Not because Dubai is home to enormous wealth - a space age city; buildings that literally scrape the sky, tallest in the world; ultra-clean, ultra modern, metro train system - no drivers, no ticket collectors, no grime; a shopping mall with 1,200 shops; six-lanes on the highway (both ways); Bentleys, Porsches, Ferraris, SUVs; very low taxes.
Jeepers you can smell the money in Dubai. But that’s not why COP28 could sicken a climate campaigner from a poor vulnerable country. Rather it is that in the middle of all this wealth there is so much meanness.
It is hard to put your finger on the source of the meanness. It may be just the way the financial world works. But it is hard to shake the feeling there is not enough generosity on display at COP28.
Of course, there was a big success on the first day of these marathon climate negotiations when the Loss ands Damage Fund was agreed against all odds.
This fund is to provide money for poorer and vulnerable countries after they have been flattened and devastated by climate disasters.
What was "big" about this "success" was that any fund was agreed at all, and also that it happened on day one of a COP.
But there is nothing big about the money that has been promised or pledged by the richer nations.
The United Arab Emirates kicked it off with $100 million (€92 million). Germany matched that. Then a trickle of countries helped push the fund to just under €800 million 12 days later.
But that is so small compared to what is needed and those who contributed seem to be looking for a pat on the back for their generosity.
There was some surprise that United States, among the biggest and wealthiest fossil fuel guzzlers in the world, gave only $17.5 million (€16.2 million) for Loss and Damage.
Russia said it would consider contributing to the fund but only out of the Russian overseas money and assets frozen by western governments after it invaded Ukraine.

"Very Russian" was how Mary Robinson, the Chair of the Elders, described that announcement at COP28.
Ireland too has been criticised by its own NGOs and overseas aid organisations after pledging just €25 million to the fund over two years - most likely €10 million in 2024 and then €15 million in 2025.
Irish people are known for their generosity towards countries and people in difficult circumstances like famines and natural disasters.
Last August the Government projected cumulative Exchequer surpluses amounting to €62 billion over the next five years.
We have even had to invent new definitions of GDP to accommodate the billions flowing into State coffers from multinational corporate profits from their global activity.
GDP "star" is one of them. Easy money really.
The Taoiseach even said openly and boldly during his national statement at the start of COP28 that Ireland is a wealthy nation.
Yet the Irish Government turned up at COP28 with an offer of just €50 million in total global climate finance.
And half of that money was to be spread out over three years starting in 2025
So the Government of a supposedly generous country with a population of five million people came to COP28 with a promise to pledge climate finance of approximately 0.00000008% of the spare money it is expecting to have.
It was put (separately) to the Taoiseach, the Tánaiste, and the Minister for Environment, the three Government leaders, that perhaps people at home might have expected a little more generosity from Ireland towards the poor and devastated.
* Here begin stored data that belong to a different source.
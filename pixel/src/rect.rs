use std::fmt::Display;

use pixel_math::{iv2, v2, IVec2, Vec2};

/// Pixel rectangle, origin at the top left.
#[derive(Debug, Default, Clone, Copy, PartialEq, Eq, Hash)]
pub struct Rect {
    pub x: i32,
    pub y: i32,
    pub width: u32,
    pub height: u32,
}

impl Rect {
    pub const fn new(x: i32, y: i32, width: u32, height: u32) -> Self {
        Self {
            x,
            y,
            width,
            height,
        }
    }

    pub fn from_position(position: IVec2, width: u32, height: u32) -> Self {
        Self::new(position.x, position.y, width, height)
    }

    pub fn position(&self) -> IVec2 {
        iv2(self.x, self.y)
    }

    pub fn size(&self) -> (u32, u32) {
        (self.width, self.height)
    }

    pub fn right(&self) -> i64 {
        self.x as i64 + self.width as i64
    }

    pub fn bottom(&self) -> i64 {
        self.y as i64 + self.height as i64
    }

    pub fn is_empty(&self) -> bool {
        self.width == 0 || self.height == 0
    }

    pub fn center(&self) -> Vec2 {
        v2(
            self.x as f32 + self.width as f32 / 2.0,
            self.y as f32 + self.height as f32 / 2.0,
        )
    }

    /// True when the rectangle lies within `[0, width) × [0, height)`.
    pub fn fits_within(&self, width: u32, height: u32) -> bool {
        self.x >= 0
            && self.y >= 0
            && self.right() <= width as i64
            && self.bottom() <= height as i64
    }

    pub fn contains(&self, x: i32, y: i32) -> bool {
        x >= self.x && y >= self.y && (x as i64) < self.right() && (y as i64) < self.bottom()
    }

    pub fn intersect(&self, other: &Rect) -> Option<Rect> {
        let left = self.x.max(other.x) as i64;
        let top = self.y.max(other.y) as i64;
        let right = self.right().min(other.right());
        let bottom = self.bottom().min(other.bottom());

        if right <= left || bottom <= top {
            return None;
        }

        Some(Rect::new(
            left as i32,
            top as i32,
            (right - left) as u32,
            (bottom - top) as u32,
        ))
    }
}

impl Display for Rect {
    fn fmt(&self, f: &mut std::fmt::Formatter<'_>) -> std::fmt::Result {
        write!(f, "({}, {}, {}, {})", self.x, self.y, self.width, self.height)
    }
}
Each of the leaders gave the exact same answer. It was as if they had been well schooled about the issue by policy advisers, or Department of Finance Officials.
They each said that on a per-capita basis Ireland’s contribution was one of the highest in the world - second only to the United Arab Emirates.
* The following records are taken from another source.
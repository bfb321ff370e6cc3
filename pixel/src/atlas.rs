use std::collections::HashMap;

use crate::{PixelError, PixelResult, Rect, RenderBackend, TextureResource};

#[derive(Debug, Clone, PartialEq, Eq)]
pub enum AtlasLayout {
    /// Equal cells, numbered row by row from the top left.
    Grid {
        columns: u32,
        rows: u32,
        cell_width: u32,
        cell_height: u32,
    },
    /// Named rectangles, numbered in the order given.
    Frames(Vec<(String, Rect)>),
}

#[derive(Debug, Clone, Copy, PartialEq, Eq, Hash)]
pub enum FrameId<'a> {
    Index(usize),
    Name(&'a str),
}

impl From<usize> for FrameId<'_> {
    fn from(index: usize) -> Self {
        FrameId::Index(index)
    }
}

impl<'a> From<&'a str> for FrameId<'a> {
    fn from(name: &'a str) -> Self {
        FrameId::Name(name)
    }
}

/// Frame rectangles of a sprite sheet. Holds no reference to the texture it
/// was built for.
#[derive(Debug, Clone, PartialEq, Eq)]
pub struct SpriteAtlas {
    frames: Vec<Rect>,
    names: HashMap<String, usize>,
}

impl SpriteAtlas {
    pub fn new(texture_width: u32, texture_height: u32, layout: &AtlasLayout) -> PixelResult<Self> {
        let mut frames = Vec::new();
        let mut names = HashMap::new();

        match layout {
            AtlasLayout::Grid {
                columns,
                rows,
                cell_width,
                cell_height,
            } => {
                let count = *columns as u64 * *rows as u64;
                if count > 0 && (*cell_width == 0 || *cell_height == 0) {
                    return Err(PixelError::out_of_bounds(format!(
                        "grid cells of {cell_width}x{cell_height} are empty"
                    )));
                }
                if count > 0
                    && (*columns as u64 * *cell_width as u64 > texture_width as u64
                        || *rows as u64 * *cell_height as u64 > texture_height as u64)
                {
                    return Err(PixelError::out_of_bounds(format!(
                        "{columns}x{rows} grid of {cell_width}x{cell_height} cells does not fit in a {texture_width}x{texture_height} texture"
                    )));
                }

                let count = count as usize;
                frames.reserve(count);
                for i in 0..count {
                    let row = (i / *columns as usize) as u32;
                    let col = (i % *columns as usize) as u32;

                    let x = i32::try_from(col as u64 * *cell_width as u64);
                    let y = i32::try_from(row as u64 * *cell_height as u64);
                    let (Ok(x), Ok(y)) = (x, y) else {
                        return Err(PixelError::out_of_bounds(format!(
                            "grid cell {i} does not fit in a {texture_width}x{texture_height} texture"
                        )));
                    };

                    frames.push(Rect::new(x, y, *cell_width, *cell_height));
                }
            }

            AtlasLayout::Frames(named) => {
                for (name, rect) in named {
                    names.insert(name.clone(), frames.len());
                    frames.push(*rect);
                }
            }
        }

        for (i, frame) in frames.iter().enumerate() {
            if frame.is_empty() || !frame.fits_within(texture_width, texture_height) {
                return Err(PixelError::out_of_bounds(format!(
                    "frame {i} {frame} does not fit in a {texture_width}x{texture_height} texture"
                )));
            }
        }

        Ok(Self { frames, names })
    }

    /// Builds an atlas against a loaded texture's size.
    pub fn for_texture<B: RenderBackend>(
        texture: &TextureResource<B>,
        layout: &AtlasLayout,
    ) -> PixelResult<Self> {
        Self::new(texture.width(), texture.height(), layout)
    }

    pub fn clip_for<'a>(&self, frame: impl Into<FrameId<'a>>) -> PixelResult<Rect> {
        let frame = frame.into();
        let index = match frame {
            FrameId::Index(index) => index,
            FrameId::Name(name) => match self.index_of(name) {
                Some(index) => index,
                None => {
                    return Err(PixelError::unknown_frame(format!(
                        "frame {name:?} is not in the atlas"
                    )))
                }
            },
        };

        match self.frames.get(index) {
            Some(rect) => Ok(*rect),
            None => Err(PixelError::unknown_frame(format!(
                "frame {index} is not in the atlas of {} frames",
                self.frames.len()
            ))),
        }
    }

    pub fn index_of(&self, name: &str) -> Option<usize> {
        self.names.get(name).copied()
    }

    pub fn frames(&self) -> &[Rect] {
        &self.frames
    }

    pub fn len(&self) -> usize {
        self.frames.len()
    }

    pub fn is_empty(&self) -> bool {
        self.frames.is_empty()
    }
}

#[cfg(test)]
mod test {
    use super::*;
    use crate::ErrorKind;

    fn grid(columns: u32, rows: u32, cell_width: u32, cell_height: u32) -> AtlasLayout {
        AtlasLayout::Grid {
            columns,
            rows,
            cell_width,
            cell_height,
        }
    }

    #[test]
    fn grid_frames_are_row_major() {
        let atlas = SpriteAtlas::new(200, 200, &grid(2, 2, 100, 100)).unwrap();

        assert_eq!(
            &[
                Rect::new(0, 0, 100, 100),
                Rect::new(100, 0, 100, 100),
                Rect::new(0, 100, 100, 100),
                Rect::new(100, 100, 100, 100),
            ],
            atlas.frames()
        );
        for i in 0..4 {
            assert_eq!(atlas.frames()[i], atlas.clip_for(i).unwrap());
        }
    }

    #[test]
    fn grid_larger_than_texture_is_out_of_bounds() {
        let err = SpriteAtlas::new(200, 150, &grid(2, 2, 100, 100)).unwrap_err();
        assert_eq!(ErrorKind::OutOfBounds, err.kind());
    }

    #[test]
    fn grid_may_leave_unused_space() {
        let atlas = SpriteAtlas::new(256, 64, &grid(3, 1, 64, 64)).unwrap();
        assert_eq!(3, atlas.len());
        assert_eq!(Rect::new(128, 0, 64, 64), atlas.clip_for(2).unwrap());
    }

    #[test]
    fn oversized_grid_fails_before_building_frames() {
        let err = SpriteAtlas::new(1, 1, &grid(100_000, 100_000, 1, 1)).unwrap_err();
        assert_eq!(ErrorKind::OutOfBounds, err.kind());

        let err = SpriteAtlas::new(64, 64, &grid(1, u32::MAX, 64, 64)).unwrap_err();
        assert_eq!(ErrorKind::OutOfBounds, err.kind());
    }

    #[test]
    fn grid_with_empty_cells_is_out_of_bounds() {
        let err = SpriteAtlas::new(64, 64, &grid(u32::MAX, u32::MAX, 0, 0)).unwrap_err();
        assert_eq!(ErrorKind::OutOfBounds, err.kind());

        let err = SpriteAtlas::new(64, 64, &grid(2, 2, 0, 8)).unwrap_err();
        assert_eq!(ErrorKind::OutOfBounds, err.kind());
    }

    #[test]
    fn empty_grid_has_no_frames() {
        let atlas = SpriteAtlas::new(10, 10, &grid(0, 4, 5, 5)).unwrap();
        assert!(atlas.is_empty());
        assert_eq!(ErrorKind::UnknownFrame, atlas.clip_for(0).unwrap_err().kind());
    }

    #[test]
    fn named_frames_resolve_by_name_and_index() {
        let layout = AtlasLayout::Frames(vec![
            ("idle".to_string(), Rect::new(0, 0, 16, 32)),
            ("jump".to_string(), Rect::new(16, 0, 16, 32)),
        ]);
        let atlas = SpriteAtlas::new(32, 32, &layout).unwrap();

        assert_eq!(Rect::new(16, 0, 16, 32), atlas.clip_for("jump").unwrap());
        assert_eq!(Rect::new(0, 0, 16, 32), atlas.clip_for(0).unwrap());
        assert_eq!(Some(1), atlas.index_of("jump"));
    }

    #[test]
    fn unknown_frames_are_reported() {
        let atlas = SpriteAtlas::new(200, 200, &grid(2, 2, 100, 100)).unwrap();

        assert_eq!(ErrorKind::UnknownFrame, atlas.clip_for(4).unwrap_err().kind());
        assert_eq!(
            ErrorKind::UnknownFrame,
            atlas.clip_for("walk").unwrap_err().kind()
        );
    }

    #[test]
    fn explicit_frame_outside_texture_is_out_of_bounds() {
        for rect in [
            Rect::new(-1, 0, 4, 4),
            Rect::new(0, 0, 33, 4),
            Rect::new(30, 30, 4, 4),
            Rect::new(0, 0, 0, 4),
        ] {
            let layout = AtlasLayout::Frames(vec![("bad".to_string(), rect)]);
            let err = SpriteAtlas::new(32, 32, &layout).unwrap_err();
            assert_eq!(ErrorKind::OutOfBounds, err.kind(), "{rect}");
        }
    }

    #[test]
    fn atlas_over_empty_texture_is_out_of_bounds() {
        let texture = TextureResource::<crate::SoftwareCanvas>::new();
        let err = SpriteAtlas::for_texture(&texture, &grid(1, 1, 8, 8)).unwrap_err();
        assert_eq!(ErrorKind::OutOfBounds, err.kind());
    }
}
And that’s it right there.
That’s why a campaigner from a poorer, less-developed country must be frustrated by COP28.
There is simply lots of talk about climate finance, but nobody seems to want to pay.
In 2009 the wealthier nations promised to provide $100 billion (€93 billion) per year in climate finance for poorer nations to help them deal with the consequences of the climate change chaos by the fossil fuel consumption of richer nations.
Yet even now, 14 years later, that target has never been reached. The poorer countries are still waiting.
There is a huge focus at COP28 now on the phasing out of fossil fuels. The hope is that developing countries will be able to leap-frog the need for basic fossil fuel infrastructure and invest instead in renewable energy infrastructure.
But that requires money. Big money. And everyone knows it.
But precisely how is that money going to be made available? Who is going to make it available? When is it going to be made available? What strings will be attached?
And how do you ensure that governments and corporations all over the world become far more generous to the people and the nations on the front line of the climate crisis.
These are the questions that must be answered at COP28 over the next few days if we are to have any chance of reducing the global dependence on fossil fuels.